Middle Ages
The Middle Ages (adjective, spelt variously AE: medieval, BE & HE: mediaeval
or medižval, ca. 500-1500, see below) was the middle period in a schematic
division of European history into three 'ages': Classical civilization, the
Middle Ages, and Modern Civilization. It is commonly considered as having
lasted from the end of the Western Roman Empire (5th century) until the rise
of national monarchies and the beginnings of demographic and economic
renewal after the Black Death, European overseas exploration and the
cultural revival known as the Renaissance around the 15th century as well as
the Protestant Reformation starting 1517.
As the Roman Empire changed its form and collapsed in the West, several
Germanic and later Slavic peoples and the still-powerful regional noble
families of the later Holy Roman Empire competed for power in different
parts of Europe with one another and with the surviving eastern portion of
the Roman Empire (commonly called the Byzantine Empire by modern Europeans).
The early part of the period is marked in western Europe by the greatly
reduced power of centralised administration and the consequent alienation of
government authority and responsibility for military organisation, taxation
and law and order at successive levels to provincial and local lords
supported directly from the proceeds of a portion of the territories over
which they held military, political and judicial power. The later Middle
Ages would see the regrowth of centralized power as countries came to be
aware of their own national identities and strong rulers sought to expand
the territory they organized under a central government. One well known
version of this consolidation is known as the Albigensian Crusade.
This hierarchy of reciprocal obligations, known as feudalism or the feudal
system, binding each man to serve his superior in return for the latter's
protection made for a confusion of territorial sovereignty (as allegiances
were subject to change over time, and were sometimes mutally contradictory),
but the resulting ability of local arrangements to function in the absence
of a strong royal power provided some resiliency in a political order
distinguished by its lack of uniformity.
The spread of Christianity from the Mediterranean area and from Ireland and
Scotland throughout Europe and the absence of any firm alternative
ideological basis for power meant that ecclesiastics became deeply involved
in government, and provided the basis for a first European "identity" in the
form of a religion common to most of the continent from at least the 9th
century until the separation of Orthodox Churches from the Catholic Church (1054).
An example of this identity at work is the period loosely identified as the
Crusades, during which Popes, kings, and emperors tried to draw on Christian
unity to defend Christendom from the agression of some followers of Islam,
which was spreading along Europe's southern and eastern borders.
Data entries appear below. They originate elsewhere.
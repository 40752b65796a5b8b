//! # ngl windowing
//!
//! This is the base, abstract crate for windowing common types in ngl. The `ngl` crate abstracts
//! over OpenGL but doesn’t give you a way to create an OpenGL context; windowing crates such as
//! `ngl-glfw` do, and they all take their configuration from this crate.
//!
//! # What’s included
//!
//! - [`WindowDim`]: the dimension of a window and its mode (windowed or fullscreen).
//! - [`WindowOpt`]: hints to customize the window, such as multisampling, the depth buffer
//!   precision or whether the cursor should be hidden.

#![deny(missing_docs)]

/// Dimension metrics.
///
///   - `Windowed { width, height }` opens in windowed mode with the wished resolution.
///   - `Fullscreen` opens in fullscreen mode by using the primary monitor resolution.
#[derive(Clone, Copy, Debug, Eq, PartialEq)]
pub enum WindowDim {
  /// Windowed mode.
  Windowed {
    /// Width of the window.
    width: u32,
    /// Height of the window.
    height: u32,
  },
  /// Fullscreen mode (adapt to your screen).
  Fullscreen,
}

/// Cursor mode.
#[derive(Clone, Copy, Debug, Eq, PartialEq)]
pub enum CursorMode {
  /// The cursor is always visible.
  Visible,
  /// The cursor exists yet has been disabled.
  Invisible,
  /// The cursor is disabled.
  Disabled,
}

/// Different window options.
///
/// Feel free to look at the different methods available to tweak the options. You may want to
/// start with `default()` though.
#[derive(Clone, Copy, Debug, Eq, PartialEq)]
pub struct WindowOpt {
  dim: WindowDim,
  cursor_mode: CursorMode,
  num_samples: Option<u32>,
  depth_bits: Option<u32>,
}

impl Default for WindowOpt {
  /// Defaults:
  ///
  /// - `dim` set to `WindowDim::Windowed { width: 1024, height: 720 }`.
  /// - `cursor_mode` set to `CursorMode::Visible`.
  /// - `num_samples` set to `Some(4)`.
  /// - `depth_bits` set to `Some(24)`.
  fn default() -> Self {
    WindowOpt {
      dim: WindowDim::Windowed {
        width: 1024,
        height: 720,
      },
      cursor_mode: CursorMode::Visible,
      num_samples: Some(4),
      depth_bits: Some(24),
    }
  }
}

impl WindowOpt {
  /// Set the dimension of the window.
  #[inline]
  pub fn set_dim(self, dim: WindowDim) -> Self {
    WindowOpt { dim, ..self }
  }

  /// Get the dimension of the window.
  #[inline]
  pub fn dim(&self) -> &WindowDim {
    &self.dim
  }

  /// Hide, unhide or disable the cursor. Default to `CursorMode::Visible`.
  #[inline]
  pub fn set_cursor_mode(self, mode: CursorMode) -> Self {
    WindowOpt {
      cursor_mode: mode,
      ..self
    }
  }

  /// Get the cursor mode.
  #[inline]
  pub fn cursor_mode(&self) -> CursorMode {
    self.cursor_mode
  }

  /// Set the number of samples to use for multisampling.
  ///
  /// Pass `None` to disable multisampling.
  #[inline]
  pub fn set_num_samples<S>(self, samples: S) -> Self
  where
    S: Into<Option<u32>>,
  {
    WindowOpt {
      num_samples: samples.into(),
      ..self
    }
  }

  /// Get the number of samples to use in multisampling, if any.
  #[inline]
  pub fn num_samples(&self) -> Option<u32> {
    self.num_samples
  }

  /// Set the precision of the depth buffer, in bits.
  ///
  /// Pass `None` to let the windowing system decide.
  #[inline]
  pub fn set_depth_bits<B>(self, bits: B) -> Self
  where
    B: Into<Option<u32>>,
  {
    WindowOpt {
      depth_bits: bits.into(),
      ..self
    }
  }

  /// Get the precision of the depth buffer, if any.
  #[inline]
  pub fn depth_bits(&self) -> Option<u32> {
    self.depth_bits
  }
}

#[cfg(test)]
mod tests {
  use super::*;

  #[test]
  fn defaults() {
    let opt = WindowOpt::default();

    assert_eq!(
      *opt.dim(),
      WindowDim::Windowed {
        width: 1024,
        height: 720
      }
    );
    assert_eq!(opt.num_samples(), Some(4));
    assert_eq!(opt.depth_bits(), Some(24));
    assert_eq!(opt.cursor_mode(), CursorMode::Visible);
  }

  #[test]
  fn builders() {
    let opt = WindowOpt::default()
      .set_dim(WindowDim::Fullscreen)
      .set_num_samples(None)
      .set_depth_bits(32)
      .set_cursor_mode(CursorMode::Disabled);

    assert_eq!(*opt.dim(), WindowDim::Fullscreen);
    assert_eq!(opt.num_samples(), None);
    assert_eq!(opt.depth_bits(), Some(32));
    assert_eq!(opt.cursor_mode(), CursorMode::Disabled);
  }
}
Muslims
conquered Egypt, other parts of North Africa, Jerusalem, Spain, Sicily, and
most of Anatolia (in modern Turkey), although they were turned back in
western Europe by Christian armies at the Battle of Tours in France.
Political unanimity in Europe was largely illusory, and the military support
for most crusades was drawn from limited regions of Europe. Substantial
areas of northern Europe also remained outside Christendom until the twelfth
century or later.
Periodization
It is extremely difficult to decide when the Middle Ages ended, and in fact
scholars assign different starting dates for the Renaissance in different
parts of Europe. Most scholars who work in 15th century Italian history, for
instance, consider themselves Renaissance or Early Modern historians, while
anyone working on England in the early 15th century is considered a
medievalist. Others choose specific events, such as the Turkish capture of
Constantinople or the end of the Anglo-French Hundred Years' War (both
1453), or the fall of Muslim Spain or Columbus's voyage to America (both
1492), or the Protestant Reformation starting 1517 to mark the period's end.
Similar differences are now emerging in connection with the start of the
period. Traditionally, the Middle Ages is said to begin when the West Roman
Empire formally ceased to exist in 476 CE. However, that date is not
important in itself, since the West Roman Empire had been very weak for some
time, while Roman culture was to survive at least in Italy for yet a few
decades or more. Today, some date the beginning of the Middle Ages to the
division and Christanisation of the Roman Empire (4th century) while others,
like Henri Pirenne see the period to the rise of Islam (7th century) as
"late Classical".
The Middle Ages in the West are often subdivided into an early period
(sometimes called the "Dark Ages", at least from the fifth to eighth
centuries) of shifting polities, a relatively low level of economic activity
and successful incursions by non-Christian peoples (Slavs, Arabs,
Scandinavians, Magyars); a middle period (the High Middle Ages) of developed
institutions of lordship and vassalage, castle-building and mounted warfare,
and reviving urban and commercial life; and a later period of growing royal
power, the rise of commercial interests and weakening customary ties of
dependence, especially after the 14th-century plague.